La structure gagnante : simple, mais béton
L’intro (accroche directe, pas de blabla)
Pas besoin d’un pavé. En 2-3 lignes, situe-toi (qui tu es), ce que tu veux (poste ou formation), et surtout pourquoi ici. Si t’as une anecdote en or, balance-la dès le départ.
Ex. : "C’est en bidouillant le site de mon asso étudiante que j’ai pigé ce que je voulais faire de ma vie : du développement web. Aujourd’hui, je veux aller plus loin, chez vous."
Le corps (ton parcours + ton envie)
En deux ou trois paragraphes max, tu dois :
Revenir sur ton parcours en sélectionnant (pas en récitant ton CV)
Montrer que t’as compris ce que l’école / l’entreprise fait
Expliquer comment tu te projettes chez eux
Astuce : pars de ce qu’ils font, et rebondis sur ce que t’as fait, toi. Crée du lien.

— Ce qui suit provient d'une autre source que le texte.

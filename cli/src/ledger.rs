// Commitment Ledger — file-backed anchoring service
//
// Every sent message's (id, from, to, hash, timestamp) lands here. The file
// is plain JSON, loaded once on start and rewritten after each commit.
// A message id can be committed once; a second commit is rejected rather
// than overwriting the first.
//
// The rewrite runs on the blocking pool, outside the in-memory lock. Saves
// are serialized so an older snapshot never lands after a newer one.

use anyhow::{Context, Result};
use async_trait::async_trait;
use parking_lot::Mutex;
use parley_core::{Anchor, AnchorError, CommitmentRecord};
use serde::{Deserialize, Serialize};
use std::collections::HashMap;
use std::path::{Path, PathBuf};
use std::time::{SystemTime, UNIX_EPOCH};

const LEDGER_VERSION: u32 = 1;

/// On-disk ledger contents
#[derive(Debug, Clone, Serialize, Deserialize)]
pub struct CommitmentLedger {
    /// Format version
    pub version: u32,

    /// Commitments keyed by message id
    pub entries: HashMap<String, CommitmentRecord>,

    /// Unix timestamp of last save
    pub last_saved: u64,
}

impl Default for CommitmentLedger {
    fn default() -> Self {
        Self {
            version: LEDGER_VERSION,
            entries: HashMap::new(),
            last_saved: 0,
        }
    }
}

impl CommitmentLedger {
    /// Load ledger from `path`, or start empty
    pub fn load(path: &Path) -> Result<Self> {
        if path.exists() {
            let contents = std::fs::read_to_string(path).context("Failed to read ledger file")?;
            let ledger: CommitmentLedger =
                serde_json::from_str(&contents).context("Failed to parse ledger file")?;
            tracing::info!("Loaded commitment ledger: {} entries", ledger.entries.len());
            Ok(ledger)
        } else {
            tracing::info!("No existing ledger at {}, starting fresh", path.display());
            Ok(Self::default())
        }
    }

    /// Stamp and save ledger to `path`
    pub fn save(&mut self, path: &Path) -> Result<()> {
        self.stamp();
        self.write_to(path)
    }

    fn stamp(&mut self) {
        self.last_saved = SystemTime::now()
            .duration_since(UNIX_EPOCH)
            .unwrap_or_default()
            .as_secs();
    }

    fn write_to(&self, path: &Path) -> Result<()> {
        if let Some(parent) = path.parent() {
            std::fs::create_dir_all(parent).context("Failed to create ledger directory")?;
        }
        let contents = serde_json::to_string_pretty(self).context("Failed to serialize ledger")?;
        std::fs::write(path, contents).context("Failed to write ledger file")?;

        tracing::debug!("Saved ledger ({} entries)", self.entries.len());
        Ok(())
    }

    /// Commitments involving `address`, newest first
    pub fn for_address(&self, address: &str) -> Vec<&CommitmentRecord> {
        let mut records: Vec<&CommitmentRecord> = self
            .entries
            .values()
            .filter(|r| r.from == address || r.to == address)
            .collect();
        records.sort_by(|a, b| b.timestamp.cmp(&a.timestamp));
        records
    }
}

/// Anchor backed by a [`CommitmentLedger`] file
pub struct LedgerAnchor {
    path: PathBuf,
    ledger: Mutex<CommitmentLedger>,
    save_gate: tokio::sync::Mutex<()>,
}

impl LedgerAnchor {
    pub fn open(path: &Path) -> Result<Self> {
        Ok(Self::with_ledger(path, CommitmentLedger::load(path)?))
    }

    fn with_ledger(path: &Path, ledger: CommitmentLedger) -> Self {
        Self {
            path: path.to_path_buf(),
            ledger: Mutex::new(ledger),
            save_gate: tokio::sync::Mutex::new(()),
        }
    }

    pub fn len(&self) -> usize {
        self.ledger.lock().entries.len()
    }
}

#[async_trait]
impl Anchor for LedgerAnchor {
    async fn commit(&self, record: CommitmentRecord) -> Result<(), AnchorError> {
        let _saving = self.save_gate.lock().await;

        let message_id = record.message_id.clone();
        let snapshot = {
            let mut ledger = self.ledger.lock();
            if ledger.entries.contains_key(&message_id) {
                return Err(AnchorError::Duplicate(message_id));
            }
            ledger.entries.insert(message_id.clone(), record);
            ledger.stamp();
            ledger.clone()
        };

        let path = self.path.clone();
        let saved = tokio::task::spawn_blocking(move || snapshot.write_to(&path))
            .await
            .map_err(|e| anyhow::anyhow!("Ledger save task failed: {}", e))
            .and_then(|r| r);

        if let Err(e) = saved {
            self.ledger.lock().entries.remove(&message_id);
            return Err(AnchorError::Unavailable(format!("{:#}", e)));
        }
        Ok(())
    }

    async fn verify(&self, message_id: &str, expected_hash: &str) -> Result<bool, AnchorError> {
        Ok(self
            .ledger
            .lock()
            .entries
            .get(message_id)
            .map_or(false, |r| r.hash == expected_hash))
    }
}

#[cfg(test)]
mod tests {
    use super::*;
    use parley_core::{anchor, Message};

    fn record(message: &Message) -> CommitmentRecord {
        CommitmentRecord::for_message(message)
    }

    #[tokio::test]
    async fn test_commit_persists_across_reopen() {
        let dir = tempfile::tempdir().unwrap();
        let path = dir.path().join("ledger.json");
        let msg = Message::new("ALICE", "BOB", "hi");

        let ledger = LedgerAnchor::open(&path).unwrap();
        ledger.commit(record(&msg)).await.unwrap();
        assert!(path.exists());

        let reopened = LedgerAnchor::open(&path).unwrap();
        assert_eq!(reopened.len(), 1);
        assert!(reopened.verify(&msg.id, &msg.hash).await.unwrap());
        assert!(!reopened.verify(&msg.id, "00").await.unwrap());
    }

    #[tokio::test]
    async fn test_duplicate_rejected() {
        let dir = tempfile::tempdir().unwrap();
        let ledger = LedgerAnchor::open(&dir.path().join("ledger.json")).unwrap();
        let msg = Message::new("ALICE", "BOB", "hi");

        ledger.commit(record(&msg)).await.unwrap();
        let mut forged = record(&msg);
        forged.hash = "ff".repeat(32);

        let result = ledger.commit(forged).await;
        assert!(matches!(result, Err(AnchorError::Duplicate(_))));
        assert_eq!(ledger.ledger.lock().entries[&msg.id].hash, msg.hash);
    }

    #[tokio::test]
    async fn test_unwritable_path_is_unavailable() {
        let dir = tempfile::tempdir().unwrap();
        // A directory where the file should be.
        let path = dir.path().join("ledger.json");
        std::fs::create_dir_all(&path).unwrap();

        let ledger = LedgerAnchor::with_ledger(&path, CommitmentLedger::default());
        let msg = Message::new("ALICE", "BOB", "hi");

        let result = ledger.commit(record(&msg)).await;
        assert!(matches!(result, Err(AnchorError::Unavailable(_))));
        assert_eq!(ledger.len(), 0);
    }

    #[tokio::test]
    async fn test_three_way_verification() {
        let dir = tempfile::tempdir().unwrap();
        let ledger = LedgerAnchor::open(&dir.path().join("ledger.json")).unwrap();
        let msg = Message::new("ALICE", "BOB", "hi");

        let fields = msg.fields();
        assert_eq!(
            anchor::verify(&ledger, &msg.hash, &fields).await.unwrap(),
            parley_core::Verification::Unanchored
        );

        ledger.commit(record(&msg)).await.unwrap();
        assert_eq!(
            anchor::verify(&ledger, &msg.hash, &fields).await.unwrap(),
            parley_core::Verification::Anchored
        );
    }

    #[test]
    fn test_for_address_newest_first() {
        let mut ledger = CommitmentLedger::default();
        for (id, ts, from, to) in [("a", 1, "ALICE", "BOB"), ("b", 3, "BOB", "ALICE"), ("c", 2, "CAROL", "DAVE")] {
            ledger.entries.insert(
                id.to_string(),
                CommitmentRecord {
                    message_id: id.to_string(),
                    from: from.to_string(),
                    to: to.to_string(),
                    hash: String::new(),
                    timestamp: ts,
                },
            );
        }

        let ids: Vec<&str> = ledger
            .for_address("ALICE")
            .iter()
            .map(|r| r.message_id.as_str())
            .collect();
        assert_eq!(ids, vec!["b", "a"]);
    }

    #[tokio::test(flavor = "multi_thread", worker_threads = 2)]
    async fn test_concurrent_commits_all_saved() {
        let dir = tempfile::tempdir().unwrap();
        let path = dir.path().join("ledger.json");
        let ledger = std::sync::Arc::new(LedgerAnchor::open(&path).unwrap());

        let messages: Vec<Message> = (0..16)
            .map(|i| Message::new("ALICE", "BOB", &format!("m{}", i)))
            .collect();
        let commits: Vec<_> = messages
            .iter()
            .map(|msg| {
                let ledger = std::sync::Arc::clone(&ledger);
                let record = record(msg);
                tokio::spawn(async move { ledger.commit(record).await })
            })
            .collect();
        for commit in commits {
            commit.await.unwrap().unwrap();
        }

        let on_disk = CommitmentLedger::load(&path).unwrap();
        assert_eq!(on_disk.entries.len(), messages.len());
        for msg in &messages {
            assert_eq!(on_disk.entries[&msg.id].hash, msg.hash);
        }
    }

    #[tokio::test]
    async fn test_verify_answers_during_commit() {
        let dir = tempfile::tempdir().unwrap();
        let ledger = LedgerAnchor::open(&dir.path().join("ledger.json")).unwrap();
        let first = Message::new("ALICE", "BOB", "first");
        let second = Message::new("ALICE", "BOB", "second");
        ledger.commit(record(&first)).await.unwrap();

        let (committed, verified) = tokio::join!(
            ledger.commit(record(&second)),
            ledger.verify(&first.id, &first.hash)
        );
        committed.unwrap();
        assert!(verified.unwrap());
    }
}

La conclusion (ouverte, pas quémandeuse)
Tu remercies, bien sûr, mais tu restes pro. Pas besoin d’implorer une réponse. Termine sur une phrase ouverte, du type :
"Je serais ravi d’échanger davantage sur mes motivations lors d’un entretien."
Et basta. Ne force pas le trait.
Les pièges à éviter (vraiment, fais gaffe)

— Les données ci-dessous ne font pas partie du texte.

// Parley Core — Rendezvous relay, peer negotiation and message integrity
//
// Two parties, known only by opaque addresses, meet at a relay, negotiate a
// direct channel, and from then on exchange messages the relay never sees.
// Every message carries a fingerprint anyone holding the plaintext can
// recompute, so tamper-evidence does not depend on the path it travelled.

pub mod anchor;
pub mod crypto;
pub mod endpoint;
pub mod message;
pub mod relay;
pub mod session;
pub mod transport;

use thiserror::Error;

pub use anchor::{Anchor, AnchorError, CommitmentRecord, MemoryAnchor, Verification};
pub use crypto::{decrypt, encrypt, fingerprint, CryptoError, SessionKey};
pub use endpoint::{Command, Endpoint, EndpointEvent, EndpointHandle, Via};
pub use message::{CodecError, Message, MessageFields, SealedMessage};
pub use relay::{
    RelayError, RelayEvent, RelayLink, RelayLinkConfig, RelayPeer, RelayRequest, Registry, Router,
};
pub use session::{KeyStore, Negotiator, Role, SessionError, SessionState, SessionSummary};
pub use transport::{
    DirectConnector, DirectLink, LinkEvent, LinkId, TcpConnector, TcpConnectorConfig,
    TransportError,
};

// ============================================================================
// ERROR TYPES
// ============================================================================

/// Top-level error, grouped by how the caller is expected to recover.
///
/// None of these are fatal: addressing and protocol faults are answered with
/// an error frame, crypto faults fail a single message, and transport faults
/// tear down the affected session only.
#[derive(Debug, Error)]
pub enum ParleyError {
    #[error("Addressing error: {0}")]
    Addressing(String),
    #[error("Protocol error: {0}")]
    Protocol(String),
    #[error("Crypto error: {0}")]
    Crypto(#[from] CryptoError),
    #[error("Transport error: {0}")]
    Transport(#[from] TransportError),
    #[error("Anchor error: {0}")]
    Anchor(#[from] AnchorError),
}

impl From<RelayError> for ParleyError {
    fn from(err: RelayError) -> Self {
        if err.is_addressing() {
            ParleyError::Addressing(err.to_string())
        } else {
            ParleyError::Protocol(err.to_string())
        }
    }
}

impl From<CodecError> for ParleyError {
    fn from(err: CodecError) -> Self {
        ParleyError::Protocol(err.to_string())
    }
}

impl From<SessionError> for ParleyError {
    fn from(err: SessionError) -> Self {
        match err {
            SessionError::Transport(e) => ParleyError::Transport(e),
            SessionError::Crypto(e) => ParleyError::Crypto(e),
            SessionError::RelayClosed => ParleyError::Transport(TransportError::Closed),
            SessionError::NoSession(peer) => ParleyError::Addressing(format!("no session for {peer}")),
            other => ParleyError::Protocol(other.to_string()),
        }
    }
}

/// Current Unix time in milliseconds.
pub(crate) fn now_millis() -> u64 {
    std::time::SystemTime::now()
        .duration_since(std::time::UNIX_EPOCH)
        .unwrap_or_default()
        .as_millis() as u64
}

Trop en faire (ou pas assez)
Un texte de motivation trop long, trop dense, trop prétentieux ? Pouf, poubelle. À l’inverse, un truc générique, fadasse, qu’on peut envoyer à n’importe qui ? Pareil. Il faut que ton texte respire et te ressemble.
Le copier-coller Google
Tu peux t’inspirer, bien sûr. Mais pas de plagiat. Un recruteur sent tout de suite si t’as pompé ton texte. Même moi, j’en reconnais certains à la virgule près.
Les fautes (ouais, ça pique)
On n’est pas à l’Académie française, mais un minimum d’orthographe, c’est la base. Une ou deux coquilles passent, mais pas un paragraphe entier en freestyle. Relis-toi. Ou mieux : fais-toi relire.
Astuces de terrain (testées, approuvées)
Lis ton texte à voix haute. Si ça sonne faux, c’est que ça l’est.
Écris en plusieurs fois. Reviens dessus le lendemain. Ton cerveau te dira merci.
Personnalise à fond. Même si t’envoies 10 candidatures, adapte à chaque fois. Une seule phrase copiée-collée ? Ça suffit pour perdre en crédibilité.
Utilise des verbes d’action. "J’ai dirigé", "j’ai mis en place", "j’ai participé" > "j’ai été amené à".
Franchement, écrire un bon texte de motivation, c’est pas de la magie. C’est un peu d’introspection, beaucoup d’authenticité, et un soupçon de stratégie. Et si tu restes bloqué ? Pose-toi la question : qu’est-ce que j’aurais envie de lire à ma place ?
Allez, bon courage. Et n’oublie pas : mieux vaut un texte imparfait mais sincère, qu’un chef-d’œuvre fake.